Mystery: Who Is Behind Site That Posted Fake Rosewood Prostitution Bust Story?

If you missed it over the weekend, take a moment and read Pete Delevett’s story about how a fake blog post about a prostitution bust of venture capitalists has put a damper on Cougar Night at the Rosewood Hotel. Just take a moment and re-read that last sentence. It brings together a string of words that reporters dream about their whole careers.

Prostitution. Venture Capitalists. Cougar Night. Bust.

Which is why, at least for a moment, people were so willing to believe the story might be genuine when it appeared on a mysterious new Web site called: Silicon Valley Pasquinade. The headline was just too delicious: “Rosewood Hotel Prostitution Sting Snares Top VCs.”

But quickly, people note that “pasquinade” meant: “A satire or lampoon, especially one that ridicules a specific person, traditionally written and posted in a public place.” And so it was.

But the mystery remains: Who is behind this site?

As for the moment, no one seems to know. And the site itself offers few clues. According to a search for the domain’s owner, they have decided to keep that information anonymous. So much for that.

And the site itself doesn’t offer much help, either. The site is built on Drupal, an open-source content management system. While it’s not incredibly complex to install and use, it’s harder than basic blogging platforms like WordPress.

The content itself it also haphazard, ocassionally funny, and at other times sloppy and full of typos.

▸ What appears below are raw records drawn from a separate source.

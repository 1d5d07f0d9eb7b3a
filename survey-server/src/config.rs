//! Survey server configuration

use std::time::Duration;

type BoxError = Box<dyn std::error::Error + Send + Sync>;

/// Survey server configuration
#[derive(Debug, Clone)]
pub struct Config {
    /// PostgreSQL connection URL
    pub database_url: String,
    /// HTTP port
    pub http_port: u16,
    /// Environment: development | staging | production
    pub environment: String,
    /// JWT secret for staff authentication
    pub jwt_secret: String,
    /// Upper bound of pooled datastore connections
    pub db_max_connections: u32,
    /// How long a request waits for a pooled connection
    pub db_acquire_timeout: Duration,
    /// Apply bundled migrations on startup
    pub run_migrations: bool,
}

impl Config {
    /// Require a secret env var: must be set and non-empty in non-development environments.
    fn require_secret(name: &str, environment: &str) -> Result<String, BoxError> {
        let val = match std::env::var(name) {
            Ok(v) => v,
            Err(_) => {
                if environment != "development" {
                    return Err(format!("{name} must be set in {environment} environment").into());
                }
                format!("dev-{name}-not-for-production")
            }
        };
        if val.is_empty() && environment != "development" {
            return Err(format!("{name} must not be empty in {environment} environment").into());
        }
        Ok(val)
    }

    /// Load configuration from environment variables
    pub fn from_env() -> Result<Self, BoxError> {
        let environment = std::env::var("ENVIRONMENT").unwrap_or_else(|_| "development".into());

        Ok(Self {
            database_url: std::env::var("DATABASE_URL").map_err(|_| "DATABASE_URL must be set")?,
            http_port: std::env::var("HTTP_PORT")
                .ok()
                .and_then(|p| p.parse().ok())
                .unwrap_or(8080),
            jwt_secret: Self::require_secret("JWT_SECRET", &environment)?,
            db_max_connections: std::env::var("DB_MAX_CONNECTIONS")
                .ok()
                .and_then(|v| v.parse().ok())
                .unwrap_or(5),
            db_acquire_timeout: Duration::from_secs(
                std::env::var("DB_ACQUIRE_TIMEOUT_SECS")
                    .ok()
                    .and_then(|v| v.parse().ok())
                    .unwrap_or(5),
            ),
            run_migrations: std::env::var("RUN_MIGRATIONS")
                .map(|v| !matches!(v.as_str(), "0" | "false" | "no"))
                .unwrap_or(true),
            environment,
        })
    }
}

For instance, there’s a story of Netflix deciding to open stores where people could rent and dropoff DVDs. The stores would be called “Netbuster.” Netflix + Blockbuster. Get it? Netflix opening stores? Almost, but not quite funny.

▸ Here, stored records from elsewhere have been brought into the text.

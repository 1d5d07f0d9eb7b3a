//! Unified error codes for the survey service
//!
//! Error codes are organized by category:
//! - 0xxx: General errors
//! - 1xxx: Authentication errors
//! - 3xxx: Survey errors
//! - 9xxx: System errors

use serde::{Deserialize, Serialize};
use std::fmt;

/// Unified error code enum
///
/// All error codes are represented as u16 values for efficient serialization
/// and cross-language compatibility.
#[derive(Debug, Clone, Copy, PartialEq, Eq, Hash, Serialize, Deserialize)]
#[serde(into = "u16", try_from = "u16")]
#[repr(u16)]
pub enum ErrorCode {
    // ==================== 0xxx: General ====================
    /// Operation completed successfully
    Success = 0,
    /// Validation failed
    ValidationFailed = 2,
    /// Required field missing
    RequiredField = 7,

    // ==================== 1xxx: Auth ====================
    /// User is not authenticated
    NotAuthenticated = 1001,
    /// Token has expired
    TokenExpired = 1003,
    /// Token is invalid
    TokenInvalid = 1004,

    // ==================== 3xxx: Survey ====================
    /// No survey record matches the requested id
    SurveyNotFound = 3001,
    /// Survey record exists but its layout is unresolved
    LayoutNotFound = 3002,

    // ==================== 9xxx: System ====================
    /// Database query failed
    DatabaseError = 9002,
    /// Database connection could not be acquired
    DatabaseUnavailable = 9004,
}

impl ErrorCode {
    /// Get the numeric code value
    #[inline]
    pub const fn code(&self) -> u16 {
        *self as u16
    }

    /// Check if this is a success code
    #[inline]
    pub const fn is_success(&self) -> bool {
        matches!(self, ErrorCode::Success)
    }

    /// Get the developer-facing English message for this error code
    pub const fn message(&self) -> &'static str {
        match self {
            // General
            ErrorCode::Success => "Operation completed successfully",
            ErrorCode::ValidationFailed => "Validation failed",
            ErrorCode::RequiredField => "Required field is missing",

            // Auth
            ErrorCode::NotAuthenticated => "User is not authenticated",
            ErrorCode::TokenExpired => "Authentication token has expired",
            ErrorCode::TokenInvalid => "Authentication token is invalid",

            // Survey
            ErrorCode::SurveyNotFound => "Survey not found",
            ErrorCode::LayoutNotFound => "Survey layout not found",

            // System
            ErrorCode::DatabaseError => "Database error",
            ErrorCode::DatabaseUnavailable => "Database unavailable",
        }
    }
}

impl From<ErrorCode> for u16 {
    #[inline]
    fn from(code: ErrorCode) -> Self {
        code.code()
    }
}

/// Error when converting from an invalid u16 to ErrorCode
#[derive(Debug, Clone, Copy, PartialEq, Eq)]
pub struct InvalidErrorCode(pub u16);

impl fmt::Display for InvalidErrorCode {
    fn fmt(&self, f: &mut fmt::Formatter<'_>) -> fmt::Result {
        write!(f, "invalid error code: {}", self.0)
    }
}

impl std::error::Error for InvalidErrorCode {}

impl TryFrom<u16> for ErrorCode {
    type Error = InvalidErrorCode;

    fn try_from(value: u16) -> Result<Self, Self::Error> {
        match value {
            // General
            0 => Ok(ErrorCode::Success),
            2 => Ok(ErrorCode::ValidationFailed),
            7 => Ok(ErrorCode::RequiredField),

            // Auth
            1001 => Ok(ErrorCode::NotAuthenticated),
            1003 => Ok(ErrorCode::TokenExpired),
            1004 => Ok(ErrorCode::TokenInvalid),

            // Survey
            3001 => Ok(ErrorCode::SurveyNotFound),
            3002 => Ok(ErrorCode::LayoutNotFound),

            // System
            9002 => Ok(ErrorCode::DatabaseError),
            9004 => Ok(ErrorCode::DatabaseUnavailable),

            _ => Err(InvalidErrorCode(value)),
        }
    }
}

impl fmt::Display for ErrorCode {
    fn fmt(&self, f: &mut fmt::Formatter<'_>) -> fmt::Result {
        write!(f, "{}", self.code())
    }
}
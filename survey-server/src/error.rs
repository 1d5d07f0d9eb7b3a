//! Unified service-layer error type for survey-server
//!
//! `ServiceError` bridges the gap between DB-layer errors (`sqlx::Error`) and the
//! API-layer error (`AppError`). It enables `?` propagation without manual
//! `.map_err(|e| { tracing::error!(...); AppError::new(...) })` boilerplate.

use axum::response::IntoResponse;
use shared::error::{AppError, ErrorCode};

use crate::report::ReportError;

/// Service-layer error
///
/// - `Db`: Datastore errors (auto-logged, mapped to DatabaseError / DatabaseUnavailable)
/// - `App`: Business-rule errors (transparent pass-through to client)
#[derive(Debug)]
pub enum ServiceError {
    /// Datastore unreachable or query failure
    Db(sqlx::Error),
    /// Business-rule error (already an AppError with the correct ErrorCode)
    App(AppError),
}

impl From<sqlx::Error> for ServiceError {
    fn from(e: sqlx::Error) -> Self {
        ServiceError::Db(e)
    }
}

impl From<AppError> for ServiceError {
    fn from(e: AppError) -> Self {
        ServiceError::App(e)
    }
}

impl From<ReportError> for ServiceError {
    fn from(e: ReportError) -> Self {
        match e {
            ReportError::SurveyNotFound(survey_id) => {
                ServiceError::App(AppError::survey_not_found(survey_id))
            }
            ReportError::LayoutUnresolved(survey_id) => ServiceError::App(
                AppError::with_message(
                    ErrorCode::LayoutNotFound,
                    format!("Survey {survey_id} has no layout"),
                )
                .with_detail("survey_id", survey_id),
            ),
            ReportError::Store(db_err) => ServiceError::Db(db_err),
        }
    }
}

/// True when the pool could not hand out a working connection
fn is_unavailable(e: &sqlx::Error) -> bool {
    matches!(
        e,
        sqlx::Error::PoolTimedOut
            | sqlx::Error::PoolClosed
            | sqlx::Error::Io(_)
            | sqlx::Error::Tls(_)
    )
}

impl From<ServiceError> for AppError {
    fn from(e: ServiceError) -> Self {
        match e {
            ServiceError::App(app_err) => app_err,
            ServiceError::Db(db_err) if is_unavailable(&db_err) => {
                tracing::error!(error = %db_err, "Datastore unavailable");
                AppError::new(ErrorCode::DatabaseUnavailable)
            }
            ServiceError::Db(db_err) => {
                tracing::error!(error = %db_err, "Service database error");
                AppError::new(ErrorCode::DatabaseError)
            }
        }
    }
}

impl IntoResponse for ServiceError {
    fn into_response(self) -> axum::response::Response {
        let app_error: AppError = self.into();
        app_error.into_response()
    }
}

/// Convenience type alias for service-layer results
pub type ServiceResult<T> = Result<T, ServiceError>;

#[cfg(test)]
mod tests {
    use super::*;

    #[test]
    fn test_survey_not_found_maps_to_404() {
        let err: AppError = ServiceError::from(ReportError::SurveyNotFound(9)).into();
        assert_eq!(err.code, ErrorCode::SurveyNotFound);
        assert_eq!(err.http_status(), http::StatusCode::NOT_FOUND);
    }

    #[test]
    fn test_layout_unresolved_maps_to_404() {
        let err: AppError = ServiceError::from(ReportError::LayoutUnresolved(3)).into();
        assert_eq!(err.code, ErrorCode::LayoutNotFound);
        assert_eq!(err.message, "Survey 3 has no layout");
    }

    #[test]
    fn test_pool_timeout_is_unavailable() {
        let err: AppError = ServiceError::from(sqlx::Error::PoolTimedOut).into();
        assert_eq!(err.code, ErrorCode::DatabaseUnavailable);
        assert_eq!(err.http_status(), http::StatusCode::SERVICE_UNAVAILABLE);
    }

    #[test]
    fn test_query_failure_is_internal() {
        let err: AppError = ServiceError::from(sqlx::Error::RowNotFound).into();
        assert_eq!(err.code, ErrorCode::DatabaseError);
        assert_eq!(err.http_status(), http::StatusCode::INTERNAL_SERVER_ERROR);
    }
}
//! Data models
//!
//! Shared between the survey server and its clients (via API).
//! DB row types use `#[cfg_attr(feature = "db", derive(sqlx::FromRow))]`.
//! All IDs are `i64` (Postgres BIGINT).

pub mod area_report;

// Re-exports
pub use area_report::*;
//! HTTP status code mapping for error codes

use super::codes::ErrorCode;
use http::StatusCode;

impl ErrorCode {
    /// Get the appropriate HTTP status code for this error code
    pub fn http_status(&self) -> StatusCode {
        match self {
            // Success
            Self::Success => StatusCode::OK,

            // 404 Not Found
            Self::SurveyNotFound | Self::LayoutNotFound => StatusCode::NOT_FOUND,

            // 401 Unauthorized
            Self::NotAuthenticated | Self::TokenExpired | Self::TokenInvalid => {
                StatusCode::UNAUTHORIZED
            }

            // 503 Service Unavailable (transient, client can retry)
            Self::DatabaseUnavailable => StatusCode::SERVICE_UNAVAILABLE,

            // 500 Internal Server Error
            Self::DatabaseError => StatusCode::INTERNAL_SERVER_ERROR,

            // 400 Bad Request
            Self::ValidationFailed | Self::RequiredField => StatusCode::BAD_REQUEST,
        }
    }
}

Then there is “Twitter Ups Character Limit For Premium Users.” Ho, ho. The author has a bit better idea with: “Larry Page’s Voice Found at Redwood City Bar.”

Most bizarre of all is “Page 2 Girl” Q&A with someone named “Danielle Dortmund, 24, Developer Recruiter for Google Mobile.” It features such almost-funny fare as:

SVP: Turn offs?
DD: Crying after sex (Eric S. you know who you are), 4am booty calls from a hackathon, and socks with Birkenstocks.

Yeah. Okay.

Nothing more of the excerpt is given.